Thursday, April 3, 2008

MMPG KOREA

Massively Multiplayer Korea At E3, I spent a fair bit of time talking with South Korean developers and online game producers. I'm not sure I have a coherent picture, as of yet, but some salient points that may be of interest:

* There are over 100 MMGs on the market in Korea at present.
* Total annualized dollar gross is probably larger than the US market.
* Per-user community support costs are small, largely because of the PC baang culture. The split between PC baang (cybercafe) players and at-home players is moving more toward at-home--more than half of current subscribers are playing from home--but nonetheless, most people were introduced to this games in PC baangs. The advantage of a cybercafe environment is that you have a bunch of people nearby who know the game and can introduce it to you; MMGs are, typically, fairly hard games to pick up and play. Not only are there a lot of interface features to master, but just learning about the world itself takes a while. US MMGs typically provide large manuals, training missions, and in-game community support people to help out newbies; Korean MMGs don't.
* There is no retail market. Everything just gets pirated anyway. Clients are a free broadband download (and many games require broadband to play). Korea has a far higher rate of broadband adoption than the US. (Easy enough to see why; it's a country smaller than New England, with 40m people--not that hard to wire.)
* Korean MMG developers are (largely) convinced that the US market isn't worth the bother. Americans are too culturally alien. And besides, there's so much money to be made in China that who gives a crap anyway?
* One Korean game, Legend of Mir III, claims 700,000 simultaneously online users in China. (It's rare for EQ to have more than 100,000 online simultaneously). Yes, they pay a lot less on a per-user basis. But for some developers, China is extraordinarily lucrative.
* Because there is no retail market, a partnership with one of the big online portals in Korea is key to attracting a substantial user base there.
* In China, a relationship with either China Telecom or China Unicom is vitally necessary to reach users.
* In Korea, there's basically no console market, because they hate the Japanese, and have basically used trade barriers to prevent any widespread deployment of console systems.
* None of the Koreans I talked to really have a clear understanding of why the Korean games launched here have largely failed--or why the US games launched there have not done all that well, either.

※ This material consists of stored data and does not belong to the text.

//! 공지, 문의, FAQ, 가이드, 오류 신고, 약관, 배너

use chrono::{DateTime, NaiveDate, Utc};
use serde::{Deserialize, Serialize};
use utoipa::ToSchema;

use crate::entities::error_reports::ErrorReportStatus;
use crate::entities::inquiries::InquiryStatus;
use crate::entities::{
    banner_entity, error_report_entity, faq_entity, guide_entity, inquiry_entity, notice_entity,
    term_entity,
};

// ---- 공지 ----

#[derive(Debug, Clone, Default, Serialize, Deserialize, ToSchema)]
pub struct NoticeQuery {
    pub page: Option<u32>,
    pub per_page: Option<u32>,
    pub is_published: Option<bool>,
    pub keyword: Option<String>,
}

#[derive(Debug, Clone, Serialize, Deserialize, ToSchema)]
pub struct CreateNoticeRequest {
    pub title: String,
    pub content: String,
    #[serde(default)]
    pub is_pinned: bool,
    pub is_published: Option<bool>,
}

#[derive(Debug, Clone, Default, Serialize, Deserialize, ToSchema)]
pub struct UpdateNoticeRequest {
    pub title: Option<String>,
    pub content: Option<String>,
    pub is_pinned: Option<bool>,
    pub is_published: Option<bool>,
}

#[derive(Debug, Clone, Serialize, Deserialize, ToSchema)]
pub struct NoticeResponse {
    pub id: i64,
    pub title: String,
    pub content: String,
    pub is_pinned: bool,
    pub is_published: bool,
    pub view_count: i64,
    pub created_at: DateTime<Utc>,
    pub updated_at: DateTime<Utc>,
}

impl From<notice_entity::Model> for NoticeResponse {
    fn from(m: notice_entity::Model) -> Self {
        Self {
            id: m.id,
            title: m.title,
            content: m.content,
            is_pinned: m.is_pinned,
            is_published: m.is_published,
            view_count: m.view_count,
            created_at: m.created_at,
            updated_at: m.updated_at,
        }
    }
}

// ---- 문의 ----

#[derive(Debug, Clone, Default, Serialize, Deserialize, ToSchema)]
pub struct InquiryQuery {
    pub page: Option<u32>,
    pub per_page: Option<u32>,
    pub status: Option<InquiryStatus>,
    pub category: Option<String>,
    pub seller_id: Option<i64>,
}

#[derive(Debug, Clone, Serialize, Deserialize, ToSchema)]
pub struct CreateInquiryRequest {
    pub user_id: Option<i64>,
    pub seller_id: Option<i64>,
    pub product_id: Option<i64>,
    pub category: String,
    pub title: String,
    pub content: String,
}

#[derive(Debug, Clone, Serialize, Deserialize, ToSchema)]
pub struct AnswerInquiryRequest {
    pub answer: String,
}

#[derive(Debug, Clone, Serialize, Deserialize, ToSchema)]
pub struct InquiryResponse {
    pub id: i64,
    pub user_id: Option<i64>,
    pub seller_id: Option<i64>,
    pub product_id: Option<i64>,
    pub category: String,
    pub title: String,
    pub content: String,
    pub status: InquiryStatus,
    pub answer: Option<String>,
    pub answered_at: Option<DateTime<Utc>>,
    pub created_at: DateTime<Utc>,
}

impl From<inquiry_entity::Model> for InquiryResponse {
    fn from(m: inquiry_entity::Model) -> Self {
        Self {
            id: m.id,
            user_id: m.user_id,
            seller_id: m.seller_id,
            product_id: m.product_id,
            category: m.category,
            title: m.title,
            content: m.content,
            status: m.status,
            answer: m.answer,
            answered_at: m.answered_at,
            created_at: m.created_at,
        }
    }
}

// ---- FAQ / 가이드 ----

#[derive(Debug, Clone, Default, Serialize, Deserialize, ToSchema)]
pub struct CategoryQuery {
    pub page: Option<u32>,
    pub per_page: Option<u32>,
    pub category: Option<String>,
    pub is_published: Option<bool>,
}

#[derive(Debug, Clone, Serialize, Deserialize, ToSchema)]
pub struct CreateFaqRequest {
    pub category: String,
    pub question: String,
    pub answer: String,
    #[serde(default)]
    pub sort_order: i32,
    pub is_published: Option<bool>,
}

#[derive(Debug, Clone, Default, Serialize, Deserialize, ToSchema)]
pub struct UpdateFaqRequest {
    pub category: Option<String>,
    pub question: Option<String>,
    pub answer: Option<String>,
    pub sort_order: Option<i32>,
    pub is_published: Option<bool>,
}

#[derive(Debug, Clone, Serialize, Deserialize, ToSchema)]
pub struct FaqResponse {
    pub id: i64,
    pub category: String,
    pub question: String,
    pub answer: String,
    pub sort_order: i32,
    pub is_published: bool,
    pub updated_at: DateTime<Utc>,
}

impl From<faq_entity::Model> for FaqResponse {
    fn from(m: faq_entity::Model) -> Self {
        Self {
            id: m.id,
            category: m.category,
            question: m.question,
            answer: m.answer,
            sort_order: m.sort_order,
            is_published: m.is_published,
            updated_at: m.updated_at,
        }
    }
}

#[derive(Debug, Clone, Serialize, Deserialize, ToSchema)]
pub struct CreateGuideRequest {
    pub category: String,
    pub title: String,
    pub content: String,
    #[serde(default)]
    pub sort_order: i32,
    pub is_published: Option<bool>,
}

#[derive(Debug, Clone, Default, Serialize, Deserialize, ToSchema)]
pub struct UpdateGuideRequest {
    pub category: Option<String>,
    pub title: Option<String>,
    pub content: Option<String>,
    pub sort_order: Option<i32>,
    pub is_published: Option<bool>,
}

#[derive(Debug, Clone, Serialize, Deserialize, ToSchema)]
pub struct GuideResponse {
    pub id: i64,
    pub category: String,
    pub title: String,
    pub content: String,
    pub sort_order: i32,
    pub is_published: bool,
    pub updated_at: DateTime<Utc>,
}

impl From<guide_entity::Model> for GuideResponse {
    fn from(m: guide_entity::Model) -> Self {
        Self {
            id: m.id,
            category: m.category,
            title: m.title,
            content: m.content,
            sort_order: m.sort_order,
            is_published: m.is_published,
            updated_at: m.updated_at,
        }
    }
}

// ---- 오류 신고 ----

#[derive(Debug, Clone, Default, Serialize, Deserialize, ToSchema)]
pub struct ErrorReportQuery {
    pub page: Option<u32>,
    pub per_page: Option<u32>,
    pub status: Option<ErrorReportStatus>,
    pub seller_id: Option<i64>,
}

#[derive(Debug, Clone, Serialize, Deserialize, ToSchema)]
pub struct CreateErrorReportRequest {
    pub seller_id: Option<i64>,
    pub title: String,
    pub content: String,
}

#[derive(Debug, Clone, Default, Serialize, Deserialize, ToSchema)]
pub struct UpdateErrorReportRequest {
    pub status: Option<ErrorReportStatus>,
    pub reply: Option<String>,
}

#[derive(Debug, Clone, Serialize, Deserialize, ToSchema)]
pub struct ErrorReportResponse {
    pub id: i64,
    pub seller_id: Option<i64>,
    pub title: String,
    pub content: String,
    pub status: ErrorReportStatus,
    pub reply: Option<String>,
    pub created_at: DateTime<Utc>,
    pub updated_at: DateTime<Utc>,
}

impl From<error_report_entity::Model> for ErrorReportResponse {
    fn from(m: error_report_entity::Model) -> Self {
        Self {
            id: m.id,
            seller_id: m.seller_id,
            title: m.title,
            content: m.content,
            status: m.status,
            reply: m.reply,
            created_at: m.created_at,
            updated_at: m.updated_at,
        }
    }
}

// ---- 약관 ----

#[derive(Debug, Clone, Default, Serialize, Deserialize, ToSchema)]
pub struct TermQuery {
    pub page: Option<u32>,
    pub per_page: Option<u32>,
    pub term_type: Option<String>,
    pub is_active: Option<bool>,
}

#[derive(Debug, Clone, Serialize, Deserialize, ToSchema)]
pub struct CreateTermRequest {
    pub term_type: String,
    pub version: String,
    pub title: String,
    pub content: String,
    pub effective_date: NaiveDate,
}

#[derive(Debug, Clone, Default, Serialize, Deserialize, ToSchema)]
pub struct UpdateTermRequest {
    pub title: Option<String>,
    pub content: Option<String>,
    pub effective_date: Option<NaiveDate>,
}

#[derive(Debug, Clone, Serialize, Deserialize, ToSchema)]
pub struct TermResponse {
    pub id: i64,
    pub term_type: String,
    pub version: String,
    pub title: String,
    pub content: String,
    pub effective_date: NaiveDate,
    pub is_active: bool,
    pub created_at: DateTime<Utc>,
}

impl From<term_entity::Model> for TermResponse {
    fn from(m: term_entity::Model) -> Self {
        Self {
            id: m.id,
            term_type: m.term_type,
            version: m.version,
            title: m.title,
            content: m.content,
            effective_date: m.effective_date,
            is_active: m.is_active,
            created_at: m.created_at,
        }
    }
}

// ---- 배너 ----

#[derive(Debug, Clone, Default, Serialize, Deserialize, ToSchema)]
pub struct BannerQuery {
    pub page: Option<u32>,
    pub per_page: Option<u32>,
    pub position: Option<String>,
    /// true 면 현재 노출 중인 배너만
    pub active_only: Option<bool>,
}

#[derive(Debug, Clone, Serialize, Deserialize, ToSchema)]
pub struct CreateBannerRequest {
    pub title: String,
    pub image_url: String,
    pub link_url: Option<String>,
    pub position: String,
    #[serde(default)]
    pub sort_order: i32,
    pub starts_at: Option<DateTime<Utc>>,
    pub ends_at: Option<DateTime<Utc>>,
    pub is_active: Option<bool>,
}

#[derive(Debug, Clone, Default, Serialize, Deserialize, ToSchema)]
pub struct UpdateBannerRequest {
    pub title: Option<String>,
    pub image_url: Option<String>,
    pub link_url: Option<String>,
    pub position: Option<String>,
    pub sort_order: Option<i32>,
    pub starts_at: Option<DateTime<Utc>>,
    pub ends_at: Option<DateTime<Utc>>,
    pub is_active: Option<bool>,
}

#[derive(Debug, Clone, Serialize, Deserialize, ToSchema)]
pub struct BannerResponse {
    pub id: i64,
    pub title: String,
    pub image_url: String,
    pub link_url: Option<String>,
    pub position: String,
    pub sort_order: i32,
    pub starts_at: Option<DateTime<Utc>>,
    pub ends_at: Option<DateTime<Utc>>,
    pub is_active: bool,
    pub created_at: DateTime<Utc>,
}

impl From<banner_entity::Model> for BannerResponse {
    fn from(m: banner_entity::Model) -> Self {
        Self {
            id: m.id,
            title: m.title,
            image_url: m.image_url,
            link_url: m.link_url,
            position: m.position,
            sort_order: m.sort_order,
            starts_at: m.starts_at,
            ends_at: m.ends_at,
            is_active: m.is_active,
            created_at: m.created_at,
        }
    }
}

They chalk it up to "cultural differences," which strikes me as a glib and not necessarily useful explanation. After all, (some) Japanese games do just fine in the US, and in some ways, Korean culture is less alien to American culture than the Japanese. (Japanese avoid conflict; Koreans don't believe in bullshit.)

I'm interested in looking at that issue more deeply. I'm not sure I have any real solution, but some thoughts to occur to me:

1. Most Korean games are a great deal smaller than US games. The developers of Legend of Mir III proudly told me that it takes 2 hours to walk from one side of their world to another; EQ, when it launched, had world the size of Rhode Island.

2. Many Korean games are isometric 2D; virtually every US MMG since UO has been 3D.

3. Most Korean games promote PvP as a feature; the most successful US games are mainly PvE.

4. The Korean games that have launched here have not provided the level of community support that US gamers expect.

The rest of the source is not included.